Ces jeunes dont on parle tant à Saint-Merry, qui sont nos enfants, nos petits-enfants, et ces autres jeunes encore que l’on souhaiterait voir rejoindre notre communauté, quelles sont leurs opinions sur la religion, la laïcité, la place des femmes, les inégalités sociales, le racisme ? Chose rare, les résultats permettent d’approcher l’opinion des jeunes catholiques pratiquants, des catholiques non pratiquants et des sans religion (ainsi que des musulmans et des adeptes des autres religions)[1].


[1] « Fractures sociétales : enquête auprès des 18-30 ans – IFOP », un sondage pour Marianne auprès de 1 006 jeunes de 18 à 30 ans, représentatifs des jeunes Français, conduit entre le 13 et le 18 novembre 2020.

La place de la religion

Si 36 % de l’ensemble des répondants estiment que « La religion représente quelque chose de très important dans leur vie quotidienne », ils sont 85 % des catholiques pratiquants à le dire et 88 % des musulmans contre 35 % des catholiques non pratiquants.
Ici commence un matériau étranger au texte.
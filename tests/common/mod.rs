use aws_sdk_dynamodbstreams::{
    primitives::Blob,
    types::{AttributeValue, Record, StreamRecord},
};
use std::collections::HashMap;

pub const DEADBEEF: [u8; 4] = [0xDE, 0xAD, 0xBE, 0xEF];
pub const DISEASE: [u8; 4] = [0x0D, 0x15, 0xEA, 0x5E];

pub fn s(val: &str) -> AttributeValue {
    AttributeValue::S(val.into())
}

pub fn n(val: &str) -> AttributeValue {
    AttributeValue::N(val.into())
}

pub fn m(entries: Vec<(&str, AttributeValue)>) -> AttributeValue {
    AttributeValue::M(image(entries))
}

pub fn image(entries: Vec<(&str, AttributeValue)>) -> HashMap<String, AttributeValue> {
    entries
        .into_iter()
        .map(|(key, value)| (key.to_string(), value))
        .collect()
}

/// An image holding every kind of attribute value.
pub fn all_types_image() -> HashMap<String, AttributeValue> {
    image(vec![
        ("binary", AttributeValue::B(Blob::new(DEADBEEF))),
        ("boolean", AttributeValue::Bool(true)),
        (
            "binarySet",
            AttributeValue::Bs(vec![Blob::new(DEADBEEF), Blob::new(DISEASE)]),
        ),
        ("list", AttributeValue::L(vec![s("a"), n("1")])),
        (
            "map",
            m(vec![
                ("innerA", s("value")),
                ("innerB", m(vec![("innerInner", s("innerInnerValue"))])),
            ]),
        ),
        ("numberIntNegative", n("-1")),
        ("numberIntZero", n("0")),
        ("numberIntPositive", n("2000")),
        ("numberFloatNegative", n("-0.3")),
        ("numberFloatZero", n("0.0")),
        ("numberFloatPositive", n("+0.3")),
        (
            "numberSet",
            AttributeValue::Ns(vec!["0".into(), "0.5".into(), "1".into()]),
        ),
        ("null", AttributeValue::Null(true)),
        ("string", s("string value")),
        ("stringSet", AttributeValue::Ss(vec!["A".into(), "B".into()])),
    ])
}

pub fn create_record(
    keys: HashMap<String, AttributeValue>,
    new_image: Option<HashMap<String, AttributeValue>>,
    old_image: Option<HashMap<String, AttributeValue>>,
) -> Record {
    let dynamodb = StreamRecord::builder()
        .set_keys(Some(keys))
        .set_new_image(new_image)
        .set_old_image(old_image)
        .sequence_number("0001")
        .build();
    Record::builder().dynamodb(dynamodb).build()
}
Noter en ce qui concerne l’ensemble des répondants que les cadres, les professions libérales, les bac + 2 ne sont que 27 à 30 % à estimer la religion importante pour eux, alors qu’il en est bien autrement pour les ouvriers, les retraités (42 % chaque groupe) et les peu-diplômés (CAP 42 %, sans diplôme 61 %). La proximité politique expliquerait-elle certains décalages ? 41 % des jeunes proches du PS disent l’importance de la religion, ce qui est bien moins le cas des partisans des verts (26 %) ou de LREM (29 %).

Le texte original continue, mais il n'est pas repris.